Muitos norte-americanos compreendem o cerne do alerta que o presidente Dwight Eisenhower lançou, em 1961, sobre a influência do “complexo militar-industrial”, como o dinheiro e o grande número de empregos acabariam por subordinar os congressistas aos interesses dos fabricantes de armas em suas respectivas bases eleitorais. Mas há outros meios, menos óbvios, mas igualmente insidiosos, pelos quais o militarismo deformou a República.

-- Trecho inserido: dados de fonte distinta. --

use crate::artifacts::ArtifactContainers;
use crate::embeddings::{DEFAULT_BATCH_SIZE, DEFAULT_PAUSE_EVERY};
use crate::error::ConfigError;
use crate::search::{GroupAssignment, DEFAULT_INDEX_NAME, DEFAULT_VECTOR_DIMENSIONS};
use crate::traits::ConfigSource;
use std::collections::BTreeMap;
use std::str::FromStr;
use url::Url;

pub const SEARCH_ADMIN_KEY_SECRET: &str = "AzureSearch--AdminKey";

/// Process environment. A secret `Some--Name` is read from `SOME_NAME`.
#[derive(Debug, Clone, Copy, Default)]
pub struct EnvConfigSource;

impl EnvConfigSource {
    pub fn secret_variable(name: &str) -> String {
        name.replace("--", "_").replace('-', "_").to_ascii_uppercase()
    }
}

impl ConfigSource for EnvConfigSource {
    fn get_env(&self, name: &str) -> Option<String> {
        std::env::var(name).ok()
    }

    fn get_secret(&self, name: &str) -> Result<String, ConfigError> {
        let variable = Self::secret_variable(name);
        std::env::var(&variable)
            .ok()
            .filter(|value| !value.trim().is_empty())
            .ok_or(ConfigError::Missing(variable))
    }
}

#[derive(Debug, Clone, Default)]
pub struct MapConfigSource {
    env: BTreeMap<String, String>,
    secrets: BTreeMap<String, String>,
}

impl MapConfigSource {
    pub fn with_env(mut self, name: &str, value: &str) -> Self {
        self.env.insert(name.to_string(), value.to_string());
        self
    }

    pub fn with_secret(mut self, name: &str, value: &str) -> Self {
        self.secrets.insert(name.to_string(), value.to_string());
        self
    }
}

impl ConfigSource for MapConfigSource {
    fn get_env(&self, name: &str) -> Option<String> {
        self.env.get(name).cloned()
    }

    fn get_secret(&self, name: &str) -> Result<String, ConfigError> {
        self.secrets
            .get(name)
            .cloned()
            .ok_or_else(|| ConfigError::Missing(name.to_string()))
    }
}

fn optional(source: &dyn ConfigSource, name: &str) -> Option<String> {
    source
        .get_env(name)
        .map(|value| value.trim().to_string())
        .filter(|value| !value.is_empty())
}

fn required(source: &dyn ConfigSource, name: &str) -> Result<String, ConfigError> {
    optional(source, name).ok_or_else(|| ConfigError::Missing(name.to_string()))
}

fn parsed<T>(source: &dyn ConfigSource, name: &str, default: T) -> Result<T, ConfigError>
where
    T: FromStr,
    T::Err: std::fmt::Display,
{
    match optional(source, name) {
        Some(raw) => raw.parse().map_err(|error: T::Err| ConfigError::Invalid {
            name: name.to_string(),
            reason: error.to_string(),
        }),
        None => Ok(default),
    }
}

fn positive<T>(source: &dyn ConfigSource, name: &str, default: T) -> Result<T, ConfigError>
where
    T: FromStr + Default + PartialEq,
    T::Err: std::fmt::Display,
{
    let value = parsed(source, name, default)?;
    if value == T::default() {
        return Err(ConfigError::Invalid {
            name: name.to_string(),
            reason: "must be positive".to_string(),
        });
    }
    Ok(value)
}

/// The vector width, shared by the offline embedder and the search index.
pub fn vector_dimensions(source: &dyn ConfigSource) -> Result<usize, ConfigError> {
    positive(
        source,
        "AZURE_SEARCH_VECTOR_DIMENSIONS",
        DEFAULT_VECTOR_DIMENSIONS,
    )
}

#[derive(Debug, Clone, PartialEq, Eq)]
pub struct BlobStorageConfig {
    pub account_url: String,
    pub sas_token: String,
    pub containers: ArtifactContainers,
}

impl BlobStorageConfig {
    pub fn from_source(source: &dyn ConfigSource) -> Result<Self, ConfigError> {
        let account_url = match optional(source, "AZURE_STORAGE_ACCOUNT_URL") {
            Some(url) => url,
            None => {
                let account = required(source, "AZURE_STORAGE_ACCOUNT")?;
                format!("https://{account}.blob.core.windows.net")
            }
        };
        let sas_token = match optional(source, "AZURE_STORAGE_SAS_TOKEN") {
            Some(token) => token,
            None => source.get_secret("AzureStorage--SasToken")?,
        };
        Ok(Self {
            account_url,
            sas_token,
            containers: Self::containers(source),
        })
    }

    /// Container names alone, for local runs that need no credentials.
    pub fn containers(source: &dyn ConfigSource) -> ArtifactContainers {
        let defaults = ArtifactContainers::default();
        ArtifactContainers {
            chunks: optional(source, "AZURE_STORAGE_CHUNKS_CONTAINER").unwrap_or(defaults.chunks),
            embeddings: optional(source, "AZURE_STORAGE_EMBEDDING_CONTAINER")
                .unwrap_or(defaults.embeddings),
        }
    }
}

#[derive(Debug, Clone, PartialEq, Eq)]
pub struct EmbeddingConfig {
    pub endpoint: String,
    pub api_key: String,
    pub api_version: String,
    pub deployment: String,
    pub batch_size: usize,
    pub pause_every: usize,
    pub max_attempts: u32,
}

impl EmbeddingConfig {
    pub fn from_source(source: &dyn ConfigSource) -> Result<Self, ConfigError> {
        Ok(Self {
            endpoint: required(source, "AZURE_OPENAI_ENDPOINT")?,
            api_key: required(source, "AZURE_OPENAI_API_KEY")?,
            api_version: optional(source, "AZURE_OPENAI_VERSION")
                .unwrap_or_else(|| "2024-02-01".to_string()),
            deployment: required(source, "AZURE_OPENAI_EMBEDDING_DEPLOYMENT")?,
            batch_size: Self::batch_size(source)?,
            pause_every: parsed(source, "EMBEDDING_PAUSE_EVERY", DEFAULT_PAUSE_EVERY)?,
            max_attempts: positive(source, "EMBEDDING_MAX_ATTEMPTS", 5)?,
        })
    }

    fn batch_size(source: &dyn ConfigSource) -> Result<usize, ConfigError> {
        positive(source, "EMBEDDING_BATCH_SIZE", DEFAULT_BATCH_SIZE)
    }
}

#[derive(Debug, Clone, PartialEq, Eq)]
pub struct Neo4jConfig {
    pub http_endpoint: String,
    pub username: String,
    pub password: String,
    pub database: String,
}

impl Neo4jConfig {
    pub fn from_source(source: &dyn ConfigSource) -> Result<Self, ConfigError> {
        let uri = required(source, "NEO4J_URI")?;
        Ok(Self {
            http_endpoint: http_endpoint(&uri)?,
            username: required(source, "NEO4J_USERNAME")?,
            password: required(source, "NEO4J_PASSWORD")?,
            database: optional(source, "NEO4J_DATABASE").unwrap_or_else(|| "neo4j".to_string()),
        })
    }
}

/// Maps a driver URI onto the HTTP API endpoint. `neo4j+s://host` becomes
/// `https://host`, plain `neo4j://host` or `bolt://host` becomes
/// `http://host:7474`. HTTP URIs pass through.
pub fn http_endpoint(uri: &str) -> Result<String, ConfigError> {
    let invalid = |reason: String| ConfigError::Invalid {
        name: "NEO4J_URI".to_string(),
        reason,
    };
    let parsed = Url::parse(uri).map_err(|error| invalid(error.to_string()))?;
    let host = parsed
        .host_str()
        .ok_or_else(|| invalid("missing host".to_string()))?;

    match parsed.scheme() {
        "http" | "https" => Ok(uri.trim_end_matches('/').to_string()),
        "neo4j+s" | "neo4j+ssc" | "bolt+s" | "bolt+ssc" => Ok(format!("https://{host}")),
        "neo4j" | "bolt" => Ok(format!("http://{host}:7474")),
        other => Err(invalid(format!("unsupported scheme {other}"))),
    }
}

#[derive(Debug, Clone, PartialEq, Eq)]
pub struct SearchConfig {
    pub endpoint: String,
    pub admin_key: String,
    pub index_name: String,
    pub vector_dimensions: usize,
    pub access_groups: Vec<String>,
    pub group_assignment: GroupAssignment,
}

impl SearchConfig {
    pub fn from_source(source: &dyn ConfigSource) -> Result<Self, ConfigError> {
        let access_groups: Vec<String> = required(source, "GROUP_ACCESS_LIST")?
            .split(',')
            .map(str::trim)
            .filter(|group| !group.is_empty())
            .map(str::to_string)
            .collect();
        if access_groups.is_empty() {
            return Err(ConfigError::Invalid {
                name: "GROUP_ACCESS_LIST".to_string(),
                reason: "needs at least one group".to_string(),
            });
        }

        let group_assignment = match optional(source, "GROUP_ASSIGNMENT") {
            Some(raw) => GroupAssignment::parse(&raw).ok_or_else(|| ConfigError::Invalid {
                name: "GROUP_ASSIGNMENT".to_string(),
                reason: format!("expected `first` or `all`, got `{raw}`"),
            })?,
            None => GroupAssignment::default(),
        };

        Ok(Self {
            endpoint: required(source, "AZURE_SEARCH_ENDPOINT")?,
            admin_key: source.get_secret(SEARCH_ADMIN_KEY_SECRET)?,
            index_name: optional(source, "AZURE_SEARCH_INDEX_NAME")
                .unwrap_or_else(|| DEFAULT_INDEX_NAME.to_string()),
            vector_dimensions: vector_dimensions(source)?,
            access_groups,
            group_assignment,
        })
    }
}

/// Values applied when a request leaves them out.
#[derive(Debug, Clone, PartialEq, Eq)]
pub struct PipelineDefaults {
    pub location: String,
    pub year: i32,
    pub doc_type: String,
}

impl Default for PipelineDefaults {
    fn default() -> Self {
        Self {
            location: "Unknown".to_string(),
            year: 2024,
            doc_type: "general".to_string(),
        }
    }
}

impl PipelineDefaults {
    pub fn from_source(source: &dyn ConfigSource) -> Result<Self, ConfigError> {
        let defaults = Self::default();
        Ok(Self {
            location: optional(source, "DEFAULT_LOCATION").unwrap_or(defaults.location),
            year: parsed(source, "DEFAULT_YEAR", defaults.year)?,
            doc_type: optional(source, "DEFAULT_DOC_TYPE").unwrap_or(defaults.doc_type),
        })
    }
}

#[cfg(test)]
mod tests {
    use super::*;

    fn search_source() -> MapConfigSource {
        MapConfigSource::default()
            .with_env("AZURE_SEARCH_ENDPOINT", "https://search.example.net")
            .with_env("GROUP_ACCESS_LIST", "group-A, group-B,")
            .with_secret(SEARCH_ADMIN_KEY_SECRET, "admin")
    }

    #[test]
    fn secret_names_map_to_environment_variables() {
        assert_eq!(
            EnvConfigSource::secret_variable("AzureSearch--AdminKey"),
            "AZURESEARCH_ADMINKEY"
        );
    }

    #[test]
    fn search_config_applies_defaults() -> Result<(), ConfigError> {
        let config = SearchConfig::from_source(&search_source())?;
        assert_eq!(config.index_name, "document-chunks");
        assert_eq!(config.vector_dimensions, 1536);
        assert_eq!(config.access_groups, vec!["group-A", "group-B"]);
        assert_eq!(config.group_assignment, GroupAssignment::FirstOnly);
        assert_eq!(config.admin_key, "admin");
        Ok(())
    }

    #[test]
    fn missing_and_invalid_values_are_reported_by_name() {
        let missing = SearchConfig::from_source(&MapConfigSource::default());
        assert!(matches!(missing, Err(ConfigError::Missing(name)) if name == "GROUP_ACCESS_LIST"));

        let invalid = SearchConfig::from_source(
            &search_source().with_env("AZURE_SEARCH_VECTOR_DIMENSIONS", "wide"),
        );
        assert!(
            matches!(invalid, Err(ConfigError::Invalid { name, .. }) if name == "AZURE_SEARCH_VECTOR_DIMENSIONS")
        );

        let no_key = SearchConfig::from_source(
            &MapConfigSource::default()
                .with_env("AZURE_SEARCH_ENDPOINT", "https://search.example.net")
                .with_env("GROUP_ACCESS_LIST", "group-A"),
        );
        assert!(matches!(no_key, Err(ConfigError::Missing(name)) if name == SEARCH_ADMIN_KEY_SECRET));
    }

    #[test]
    fn blob_config_expands_account_name() -> Result<(), ConfigError> {
        let source = MapConfigSource::default()
            .with_env("AZURE_STORAGE_ACCOUNT", "rfpdocs")
            .with_env("AZURE_STORAGE_SAS_TOKEN", "sv=1&sig=2")
            .with_env("AZURE_STORAGE_EMBEDDING_CONTAINER", "vectors");
        let config = BlobStorageConfig::from_source(&source)?;
        assert_eq!(config.account_url, "https://rfpdocs.blob.core.windows.net");
        assert_eq!(config.containers.chunks, "chunks");
        assert_eq!(config.containers.embeddings, "vectors");
        Ok(())
    }

    #[test]
    fn embedding_config_rejects_zero_batch() {
        let source = MapConfigSource::default()
            .with_env("AZURE_OPENAI_ENDPOINT", "https://res.openai.azure.com")
            .with_env("AZURE_OPENAI_API_KEY", "key")
            .with_env("AZURE_OPENAI_EMBEDDING_DEPLOYMENT", "ada")
            .with_env("EMBEDDING_BATCH_SIZE", "0");
        assert!(matches!(
            EmbeddingConfig::from_source(&source),
            Err(ConfigError::Invalid { .. })
        ));
    }

    #[test]
    fn embedding_config_rejects_zero_attempts() {
        let source = MapConfigSource::default()
            .with_env("AZURE_OPENAI_ENDPOINT", "https://res.openai.azure.com")
            .with_env("AZURE_OPENAI_API_KEY", "key")
            .with_env("AZURE_OPENAI_EMBEDDING_DEPLOYMENT", "ada")
            .with_env("EMBEDDING_MAX_ATTEMPTS", "0");
        match EmbeddingConfig::from_source(&source) {
            Err(ConfigError::Invalid { name, .. }) => assert_eq!(name, "EMBEDDING_MAX_ATTEMPTS"),
            other => panic!("expected invalid attempts, got {other:?}"),
        }

        let source = source.with_env("EMBEDDING_MAX_ATTEMPTS", "1");
        assert!(matches!(
            EmbeddingConfig::from_source(&source),
            Ok(EmbeddingConfig { max_attempts: 1, .. })
        ));
    }

    #[test]
    fn vector_dimensions_are_validated() {
        let unset = MapConfigSource::default();
        assert!(matches!(
            vector_dimensions(&unset),
            Ok(DEFAULT_VECTOR_DIMENSIONS)
        ));

        let garbled = MapConfigSource::default().with_env("AZURE_SEARCH_VECTOR_DIMENSIONS", "wide");
        assert!(matches!(
            vector_dimensions(&garbled),
            Err(ConfigError::Invalid { .. })
        ));

        let zero = MapConfigSource::default().with_env("AZURE_SEARCH_VECTOR_DIMENSIONS", "0");
        assert!(matches!(vector_dimensions(&zero), Err(ConfigError::Invalid { .. })));
    }

    #[test]
    fn neo4j_driver_uris_map_to_http() -> Result<(), ConfigError> {
        assert_eq!(http_endpoint("neo4j+s://abc.databases.neo4j.io")?, "https://abc.databases.neo4j.io");
        assert_eq!(http_endpoint("bolt://localhost:7687")?, "http://localhost:7474");
        assert_eq!(http_endpoint("http://localhost:7474/")?, "http://localhost:7474");
        assert!(http_endpoint("ftp://host").is_err());
        Ok(())
    }
}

Depois da 2ª Guerra Mundial, até instituições que se supunha que pudessem de algum modo controlar o poder dos gastos militares acabaram também corrompidas – da imprensa-empresa nos EUA a intelectuais, acadêmicos e analistas da Agência Central de Inteligência, CIA. O dinheiro do militarismo avançou até já bem além dos fabricantes de armas.
Em décadas recentes, a propaganda pró-militares cada dia mais frequentemente derrota – como tem derrotado – o jornalismo; think-tanks mantidos por grandes indústrias fabricantes de armas já há muito abandonaram qualquer pesquisa confiável; e funcionários pró-militarismo, dentro do aparelho do Estado, já sobrepujam, em quantidade, os analistas da CIA dos quais se esperava que fornecessem informação objetiva ao presidente e principais conselheiros.
Esse perigoso fenômeno é tema do livro National Insecurity: The Cost of American Militarism [Insegurança Nacional: o custo do militarismo norte-americano, 2013], do ex-analista da CIA Melvin A. Goodman. É livro escrito do ponto de vista de quem vivenciou momentos chaves da guinada espasmódica, do que era uma república civil, para um império militarista. Goodman oferece panorama amplo e disseca a crise.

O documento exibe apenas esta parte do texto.